As that paragon of fatherhood Homer Simpson once told his brood, “Remember, as far as anyone knows, we’re a nice, normal family.”
He has variously been considered a military icon who won a total victory; a presidential model for overcoming his own considerable flaws and a tragic weakness for scoundrels to achieve fame and glory; a literary phenomenon who crafted the most famous deathbed writing in American letters; and a celebrity who was a paragon of humility and modesty.
incessant: a stanchless torrent of words.
English stanchless is an awkward, uncommon word. Its meaning is obvious: “unable to be stanched.” Stanch comes from the Old French verb estanchier “to close, stop” and is probably from an unattested Vulgar Latin verb stanticāre, equivalent to Latin stant- (stem of stāns, the present participle of stāre “to stand”) and the causative suffix -icāre; stanticare means “to make stand or stop.” Stanchless entered English in the 17th century.
The flow of his language was slow, but steady and apparently stanchless.
The machine can only repeat, and if we repeated we should be machines and untrue to the stanchless creative mystery of the life within us.
resembling nacre or mother-of-pearl; lustrous; pearly.
The English adjective nacreous is a derivative of nacre “mother-of-pearl.” Nacre comes from Middle French nacre, from Medieval Latin nacchara, nacara, nacrum. Other Romance languages have similar forms: Old Italian nacacra, nacchera, Catalan nacre, and Spanish nácar, all meaning “mother-of-pearl.” The further origin of nacre is uncertain: the most common etymology is that it comes from Arabic naqqāra “small drum,” or from Arabic naqur “hunting horn,” a derivative of the verb nakara “hollow out,” from the shape of the mollusk shell that yields mother-of-pearl. Nacreous entered English in the 19th century.

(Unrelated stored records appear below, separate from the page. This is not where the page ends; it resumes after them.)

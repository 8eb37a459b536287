use base64ct::{Base64, Encoding};
use chrono::{DateTime, Utc};
use sha2::{Digest, Sha256};

use crate::core::{FacturaError, SignaturePolicy};
use crate::ubl::{Element, Tag, algorithm, ensure_signature_slot, signature_slot_mut};

/// `Id` of the `ds:Signature` element.
pub const SIGNATURE_ID: &str = "xmldsig-signature";
/// `Id` of the `ds:SignatureValue` element.
pub const SIGNATURE_VALUE_ID: &str = "xmldsig-signature-value";
/// `Id` of the `xades:SignedProperties` element.
pub const SIGNED_PROPERTIES_ID: &str = "xmldsig-signed-properties";

/// Everything embedded into the document by the enveloped signature.
#[derive(Debug, Clone, PartialEq, Eq)]
pub struct SignatureBlock {
    pub canonicalization_method: &'static str,
    pub signature_method: &'static str,
    pub digest_method: &'static str,
    /// SHA-256 of the canonical pre-signature document.
    pub digest: [u8; 32],
    pub signature_value: Vec<u8>,
    /// DER-encoded signer certificate.
    pub certificate: Vec<u8>,
    pub signing_time: DateTime<Utc>,
    pub policy: Option<SignaturePolicy>,
}

impl SignatureBlock {
    pub fn new(
        digest: [u8; 32],
        signature_value: Vec<u8>,
        certificate: Vec<u8>,
        signing_time: DateTime<Utc>,
    ) -> Self {
        Self {
            canonicalization_method: algorithm::C14N,
            signature_method: algorithm::RSA_SHA256,
            digest_method: algorithm::SHA256,
            digest,
            signature_value,
            certificate,
            signing_time,
            policy: None,
        }
    }

    pub fn with_policy(mut self, policy: Option<SignaturePolicy>) -> Self {
        self.policy = policy;
        self
    }

    pub fn digest_base64(&self) -> String {
        Base64::encode_string(&self.digest)
    }

    pub fn signature_base64(&self) -> String {
        Base64::encode_string(&self.signature_value)
    }

    pub fn certificate_base64(&self) -> String {
        Base64::encode_string(&self.certificate)
    }

    /// `xades:SigningTime` value, UTC with second precision.
    pub fn signing_time_string(&self) -> String {
        self.signing_time.format("%Y-%m-%dT%H:%M:%SZ").to_string()
    }

    /// The `ds:Signature` subtree.
    ///
    /// `reference_id` distinguishes the reference of this document, usually
    /// its fiscal identifier.
    pub fn to_element(&self, reference_id: &str) -> Element {
        let signed_info = Element::new(Tag::SignedInfo)
            .child(
                Element::new(Tag::CanonicalizationMethod)
                    .attr("Algorithm", self.canonicalization_method),
            )
            .child(Element::new(Tag::SignatureMethod).attr("Algorithm", self.signature_method))
            .child(
                Element::new(Tag::Reference)
                    .attr("Id", format!("xmldsig-ref-{reference_id}"))
                    .attr("URI", "")
                    .child(
                        Element::new(Tag::Transforms).child(
                            Element::new(Tag::Transform)
                                .attr("Algorithm", algorithm::ENVELOPED_SIGNATURE),
                        ),
                    )
                    .child(Element::new(Tag::DigestMethod).attr("Algorithm", self.digest_method))
                    .child(Element::leaf(Tag::DigestValue, self.digest_base64())),
            );

        Element::new(Tag::Signature)
            .attr("Id", SIGNATURE_ID)
            .child(signed_info)
            .child(
                Element::leaf(Tag::SignatureValue, self.signature_base64())
                    .attr("Id", SIGNATURE_VALUE_ID),
            )
            .child(
                Element::new(Tag::KeyInfo).child(
                    Element::new(Tag::X509Data)
                        .child(Element::leaf(Tag::X509Certificate, self.certificate_base64())),
                ),
            )
            .child(Element::new(Tag::Object).child(self.qualifying_properties()))
    }

    fn qualifying_properties(&self) -> Element {
        let cert_digest = Base64::encode_string(&Sha256::digest(&self.certificate));
        let signing_certificate = Element::new(Tag::SigningCertificate).child(
            Element::new(Tag::Cert).child(
                Element::new(Tag::CertDigest)
                    .child(Element::new(Tag::DigestMethod).attr("Algorithm", self.digest_method))
                    .child(Element::leaf(Tag::DigestValue, cert_digest)),
            ),
        );

        let policy = self.policy.as_ref().map(|p| {
            Element::new(Tag::SignaturePolicyIdentifier).child(
                Element::new(Tag::SignaturePolicyId)
                    .child(
                        Element::new(Tag::SigPolicyId)
                            .child(Element::leaf(Tag::Identifier, &p.identifier)),
                    )
                    .child(
                        Element::new(Tag::SigPolicyHash)
                            .child(
                                Element::new(Tag::DigestMethod)
                                    .attr("Algorithm", self.digest_method),
                            )
                            .child(Element::leaf(Tag::DigestValue, &p.digest)),
                    ),
            )
        });

        Element::new(Tag::QualifyingProperties)
            .attr("Target", format!("#{SIGNATURE_ID}"))
            .child(
                Element::new(Tag::SignedProperties)
                    .attr("Id", SIGNED_PROPERTIES_ID)
                    .child(
                        Element::new(Tag::SignedSignatureProperties)
                            .child(Element::leaf(Tag::SigningTime, self.signing_time_string()))
                            .child(signing_certificate)
                            .child_opt(policy),
                    ),
            )
    }
}

/// Insert the signature subtree into the signature slot of `root`.
///
/// The slot is the first `ext:UBLExtension`; it is created when missing.
/// A tree that already contains a `ds:Signature` is rejected.
pub fn embed_signature(
    root: &mut Element,
    block: &SignatureBlock,
    reference_id: &str,
) -> Result<(), FacturaError> {
    if root.descendant(Tag::Signature).is_some() {
        return Err(FacturaError::AlreadySigned);
    }
    ensure_signature_slot(root);
    let slot = signature_slot_mut(root)
        .ok_or_else(|| FacturaError::Xml("signature slot missing after insertion".into()))?;
    slot.push(block.to_element(reference_id));
    Ok(())
}
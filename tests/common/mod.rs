#![allow(dead_code)]

use std::sync::atomic::{AtomicUsize, Ordering};
use std::time::Duration;

use chrono::{DateTime, FixedOffset, TimeZone, Utc};
use dian_fe::core::*;
use rust_decimal_macros::dec;
use sha2::{Digest, Sha256};

pub const TECHNICAL_KEY: &str = "fc8eac422eba16e22ffd8c6f94b3f40a6e38162c";
pub const SOFTWARE_ID: &str = "efb494db-8d4a-4114-aa35-618269a07312";
pub const SOFTWARE_PIN: &str = "12026";

pub const GOLDEN_CUFE: &str = "f1c293c12b5dd3fb376395ab1d6bd5def859d97e0e7cad42ce62f0b254a453314e0a25bd36a8cd0a98e39712098dc120";

/// Route library events to the test output. `RUST_LOG=dian_fe=debug` shows them.
pub fn init_tracing() {
    let _ = tracing_subscriber::fmt()
        .with_env_filter(tracing_subscriber::EnvFilter::from_default_env())
        .with_test_writer()
        .try_init();
}

pub fn issued_at() -> DateTime<FixedOffset> {
    DateTime::parse_from_rfc3339("2024-01-15T10:30:00-05:00").unwrap()
}

pub fn signing_time() -> DateTime<Utc> {
    Utc.with_ymd_and_hms(2024, 1, 15, 15, 31, 0).unwrap()
}

pub fn issuer() -> Party {
    PartyBuilder::new("35696051", "FLOR MARIA PINEDA CASAMA")
        .check_digit("1")
        .tax_regime("48")
        .responsibility("R-99-PN")
        .address("CL 10 # 5-20", "Medellín", "Antioquia", "05001")
        .contact(Some("6041234567".into()), Some("facturacion@example.co".into()))
        .build()
}

pub fn customer() -> Party {
    PartyBuilder::new("222222222222", "Consumidor Final")
        .id_type(IdentificationType::CitizenId)
        .build()
}

pub fn numbering() -> NumberingConfig {
    NumberingConfig {
        prefix: "SETP".into(),
        authorization: "18760000001".into(),
        from: 990000000,
        to: 995000000,
    }
}

pub fn config() -> IssuerConfig {
    IssuerConfig::new(issuer(), Environment::Test, TECHNICAL_KEY, numbering())
}

pub fn config_with_software() -> IssuerConfig {
    config().with_software(SOFTWARE_ID, SOFTWARE_PIN)
}

/// Two units at 2500 COP with 19% IVA: 5000 + 950 = 5950.
pub fn sample_invoice(sequence: u64) -> InvoiceDocument {
    InvoiceBuilder::for_issuer(&config(), DocumentNumber::new("SETP", sequence), issued_at())
        .customer(customer())
        .add_line(
            LineItemBuilder::new("P001", "Arroz Diana 500g", dec!(2), dec!(2500))
                .tax(TaxRate::General)
                .build(),
        )
        .build()
        .unwrap()
}

pub fn multi_line_invoice(sequence: u64) -> InvoiceDocument {
    InvoiceBuilder::for_issuer(&config(), DocumentNumber::new("SETP", sequence), issued_at())
        .customer(customer())
        .note("Pago de contado")
        .add_line(
            LineItemBuilder::new("P001", "Arroz Diana 500g", dec!(2), dec!(2500))
                .gtin("7702001030149")
                .build(),
        )
        .add_line(
            LineItemBuilder::new("P002", "Leche entera 1L", dec!(3), dec!(3900))
                .unit("LTR")
                .tax(TaxRate::Reduced)
                .build(),
        )
        .add_line(
            LineItemBuilder::new("P003", "Huevos AA x30", dec!(1), dec!(15000))
                .tax(TaxRate::Zero)
                .build(),
        )
        .build()
        .unwrap()
}

/// Signing provider that derives its signature from the payload.
///
/// `sign` returns `b"sig:" + SHA-256(payload)`, so tests can recompute the
/// expected signature value.
#[derive(Debug, Default)]
pub struct FakeProvider {
    pub certificate: Vec<u8>,
    pub missing_certificate: bool,
    /// Fail `sign` for payloads containing this text (e.g. a document number).
    pub fail_on: Option<String>,
    pub delay: Option<Duration>,
    pub calls: AtomicUsize,
}

impl FakeProvider {
    pub fn new() -> Self {
        Self {
            certificate: b"-----FAKE CERTIFICATE-----".to_vec(),
            ..Self::default()
        }
    }

    pub fn failing_on(mut self, marker: impl Into<String>) -> Self {
        self.fail_on = Some(marker.into());
        self
    }

    pub fn without_certificate(mut self) -> Self {
        self.missing_certificate = true;
        self
    }

    pub fn slow(mut self, delay: Duration) -> Self {
        self.delay = Some(delay);
        self
    }

    pub fn call_count(&self) -> usize {
        self.calls.load(Ordering::SeqCst)
    }

    pub fn expected_signature(payload: &[u8]) -> Vec<u8> {
        let mut sig = b"sig:".to_vec();
        sig.extend_from_slice(&Sha256::digest(payload));
        sig
    }
}

impl dian_fe::xades::SigningProvider for FakeProvider {
    fn sign(&self, canonical: &[u8]) -> Result<Vec<u8>, FacturaError> {
        self.calls.fetch_add(1, Ordering::SeqCst);
        if let Some(delay) = self.delay {
            std::thread::sleep(delay);
        }
        if let Some(marker) = &self.fail_on {
            if canonical
                .windows(marker.len())
                .any(|w| w == marker.as_bytes())
            {
                return Err(FacturaError::SigningProvider(format!(
                    "keystore rejected {marker}"
                )));
            }
        }
        Ok(Self::expected_signature(canonical))
    }

    fn certificate(&self) -> Result<Vec<u8>, FacturaError> {
        if self.missing_certificate {
            return Err(FacturaError::CertificateNotFound(
                "CN=FLOR MARIA PINEDA CASAMA".into(),
            ));
        }
        Ok(self.certificate.clone())
    }
}
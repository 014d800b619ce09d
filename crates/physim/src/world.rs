//! The single-body physics world.
//!
//! A [`World`] owns one static anchor, exactly one [`DynamicBody`] and an
//! optional [`DampedSpring`] joining them. There is no gravity; every
//! force comes from the body's accumulator or the spring.

use tracing::trace;

use crate::body::DynamicBody;
use crate::sim::Dimensions;
use crate::spring::DampedSpring;
use crate::vector::Vec2;

/// A thick line segment in world coordinates.
#[derive(Debug, Clone, Copy, PartialEq)]
pub struct Segment {
    /// First endpoint.
    pub start: Vec2,
    /// Second endpoint.
    pub end: Vec2,
    /// Half thickness.
    pub radius: f64,
}

impl Segment {
    /// Creates a segment.
    pub const fn new(start: Vec2, end: Vec2, radius: f64) -> Self {
        Self { start, end, radius }
    }

    /// Horizontal segment at height `y` spanning `x0..=x1`.
    pub const fn horizontal(x0: f64, x1: f64, y: f64, radius: f64) -> Self {
        Self::new(Vec2::new(x0, y), Vec2::new(x1, y), radius)
    }
}

/// Immovable reference geometry: a floor or a ceiling.
///
/// `pivot` is the point a spring attaches to.
#[derive(Debug, Clone, Copy, PartialEq)]
pub struct StaticAnchor {
    /// Spring attachment point.
    pub pivot: Vec2,
    /// Collision outline.
    pub segment: Segment,
}

impl StaticAnchor {
    /// Creates an anchor.
    pub const fn new(pivot: Vec2, segment: Segment) -> Self {
        Self { pivot, segment }
    }
}

/// A world holding one anchor and one dynamic body.
#[derive(Debug, Clone, PartialEq)]
pub struct World {
    dimensions: Dimensions,
    anchor: StaticAnchor,
    body: DynamicBody,
    coupling: Option<DampedSpring>,
}

impl World {
    /// Creates a world without spring coupling.
    pub fn new(dimensions: Dimensions, anchor: StaticAnchor, body: DynamicBody) -> Self {
        Self {
            dimensions,
            anchor,
            body,
            coupling: None,
        }
    }

    /// Attaches a spring between the anchor pivot and the body.
    pub fn with_coupling(mut self, spring: DampedSpring) -> Self {
        self.coupling = Some(spring);
        self
    }

    /// Advances the world by `dt` seconds.
    ///
    /// Forces already applied to the body are combined with the spring
    /// force, then the body is integrated.
    pub fn step(&mut self, dt: f64) {
        if let Some(spring) = &self.coupling {
            let pull = spring.force(self.anchor.pivot, self.body.position(), self.body.velocity());
            self.body.apply_force(pull);
        }

        trace!(force.x = self.body.force().x, force.y = self.body.force().y, dt, "world step");
        self.body.integrate(dt);
    }

    /// Swaps in a new body and returns the old one.
    pub fn replace_body(&mut self, body: DynamicBody) -> DynamicBody {
        std::mem::replace(&mut self.body, body)
    }

    /// Replaces (or removes) the spring coupling.
    pub fn set_coupling(&mut self, coupling: Option<DampedSpring>) {
        self.coupling = coupling;
    }

    /// Replaces the static anchor.
    pub fn set_anchor(&mut self, anchor: StaticAnchor) {
        self.anchor = anchor;
    }

    /// Updates the stored dimensions.
    pub fn set_dimensions(&mut self, dimensions: Dimensions) {
        self.dimensions = dimensions;
    }

    /// World dimensions.
    #[inline]
    pub const fn dimensions(&self) -> Dimensions {
        self.dimensions
    }

    /// The static anchor.
    #[inline]
    pub const fn anchor(&self) -> &StaticAnchor {
        &self.anchor
    }

    /// The dynamic body.
    #[inline]
    pub const fn body(&self) -> &DynamicBody {
        &self.body
    }

    /// Mutable access to the dynamic body.
    #[inline]
    pub fn body_mut(&mut self) -> &mut DynamicBody {
        &mut self.body
    }

    /// The spring coupling, if any.
    #[inline]
    pub const fn coupling(&self) -> Option<&DampedSpring> {
        self.coupling.as_ref()
    }

    /// Mutable access to the spring coupling, if any.
    #[inline]
    pub fn coupling_mut(&mut self) -> Option<&mut DampedSpring> {
        self.coupling.as_mut()
    }
}
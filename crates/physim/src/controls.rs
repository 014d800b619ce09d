//! Mapping between UI controls and physical parameters.
//!
//! The simulations accept any value for their parameters. The control
//! ranges a front end should offer live here, as integer slider positions
//! and the divisor that turns a position into a physical value.
//!
//! # Example
//!
//! ```rust
//! use physim::controls::{ACCELERATION, MASS};
//!
//! assert_eq!(ACCELERATION.value(-2500), -25.0);
//! assert_eq!(ACCELERATION.value(9999), 50.0);
//! assert_eq!(MASS.value(MASS.default), 1.0);
//! ```

use crate::sim::{Dimensions, MAX_SIDE};

/// An integer slider and how its positions map to physical values.
#[derive(Debug, Clone, Copy, PartialEq)]
pub struct SliderScale {
    /// Lowest position.
    pub min: i32,
    /// Highest position.
    pub max: i32,
    /// Initial position.
    pub default: i32,
    /// Position units per physical unit.
    pub divisor: f64,
}

impl SliderScale {
    /// Physical value for a slider position, clamping the position first.
    pub fn value(&self, position: i32) -> f64 {
        f64::from(position.clamp(self.min, self.max)) / self.divisor
    }

    /// Nearest slider position for a physical value, clamped to the range.
    pub fn position(&self, value: f64) -> i32 {
        let raw = (value * self.divisor).round();
        if raw.is_nan() {
            return self.default;
        }
        raw.clamp(f64::from(self.min), f64::from(self.max)) as i32
    }

    /// Lowest physical value.
    pub fn min_value(&self) -> f64 {
        self.value(self.min)
    }

    /// Highest physical value.
    pub fn max_value(&self) -> f64 {
        self.value(self.max)
    }

    /// Physical value at the default position.
    pub fn default_value(&self) -> f64 {
        self.value(self.default)
    }
}

/// Linear drive, m/s²: ±50.00 in steps of 0.01.
pub const ACCELERATION: SliderScale = SliderScale {
    min: -5000,
    max: 5000,
    default: 0,
    divisor: 100.0,
};

/// Release offset, pixels.
pub const AMPLITUDE: SliderScale = SliderScale {
    min: 10,
    max: 200,
    default: 100,
    divisor: 1.0,
};

/// Spring stiffness, N/m.
pub const STIFFNESS: SliderScale = SliderScale {
    min: 10,
    max: 200,
    default: 50,
    divisor: 1.0,
};

/// Hanging mass, kg: 0.1 to 1.0 in steps of 0.1.
pub const MASS: SliderScale = SliderScale {
    min: 1,
    max: 10,
    default: 10,
    divisor: 10.0,
};

/// Percentage of the available width given to the canvas.
const CANVAS_WIDTH_PERCENT: u64 = 95;

/// Percentage of the available height the harmonic canvas takes.
const HARMONIC_HEIGHT_PERCENT: u64 = 70;

/// How a screen sizes its simulation canvas.
#[derive(Debug, Clone, Copy, PartialEq, Eq, Hash)]
pub enum CanvasLayout {
    /// 2:1 strip for the sliding box, at least 300×150.
    Linear,
    /// Tall panel for the hanging mass, at least 300×300.
    Harmonic,
}

impl CanvasLayout {
    /// Smallest canvas this layout produces.
    pub const fn min_size(self) -> (u32, u32) {
        match self {
            Self::Linear => (300, 150),
            Self::Harmonic => (300, 300),
        }
    }

    /// Canvas size for the available room, in pixels.
    ///
    /// Both layouts take 95 % of the width. The linear canvas keeps a 2:1
    /// aspect ratio; the harmonic one takes 70 % of the height. Results
    /// are raised to [`min_size`](Self::min_size) and capped at
    /// [`MAX_SIDE`].
    ///
    /// ```rust
    /// use physim::controls::CanvasLayout;
    ///
    /// let size = CanvasLayout::Linear.fit(1000, 900);
    /// assert_eq!((size.width(), size.height()), (950, 475));
    ///
    /// let size = CanvasLayout::Harmonic.fit(1000, 900);
    /// assert_eq!((size.width(), size.height()), (950, 630));
    ///
    /// let size = CanvasLayout::Harmonic.fit(100, 100);
    /// assert_eq!((size.width(), size.height()), (300, 300));
    /// ```
    pub fn fit(self, available_width: u32, available_height: u32) -> Dimensions {
        let width = percent(available_width, CANVAS_WIDTH_PERCENT);
        let height = match self {
            Self::Linear => width / 2,
            Self::Harmonic => percent(available_height, HARMONIC_HEIGHT_PERCENT),
        };
        let (min_width, min_height) = self.min_size();
        Dimensions::new_unchecked(
            width.clamp(min_width, MAX_SIDE),
            height.clamp(min_height, MAX_SIDE),
        )
    }
}

fn percent(value: u32, percent: u64) -> u32 {
    (u64::from(value) * percent / 100) as u32
}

Nacreous pearl light swam faintly about the hem of the lilac darkness; the edges of light and darkness were stitched upon the hills.
It should not have surprised them to find the angel in that preserved condition. The fingernails, nacreous as the inside of an oyster shell …
a system of signaling, especially a system by which a special flag is held in each hand and various positions of the arms indicate specific letters, numbers, etc.
Semaphore came into English from French sémaphore, a device for making and transmitting signals by line of sight. From the point of view of a purist or pedant, semaphore is a malformed word. The Greek noun sêma means “mark, sign, token,” and its combining form, which should have been used in semaphore, is sēmat-, which would result in sematophore. The combining form -phore comes from the Greek combining form -phoros “carrying, bearing,” a derivative of the verb phérein “to carry, bear.” Semaphore entered English in the 19th century.
The gymnasts were like the diagrams to illustrate the semaphore alphabet, arms thrust firmly out in precise positions, a flag in each hand, the little figures in naval uniform like her brother, Ben, drawn over and over.
His younger brother admired his speed and what looked like his precision, though semaphore signals were a closed book to the major.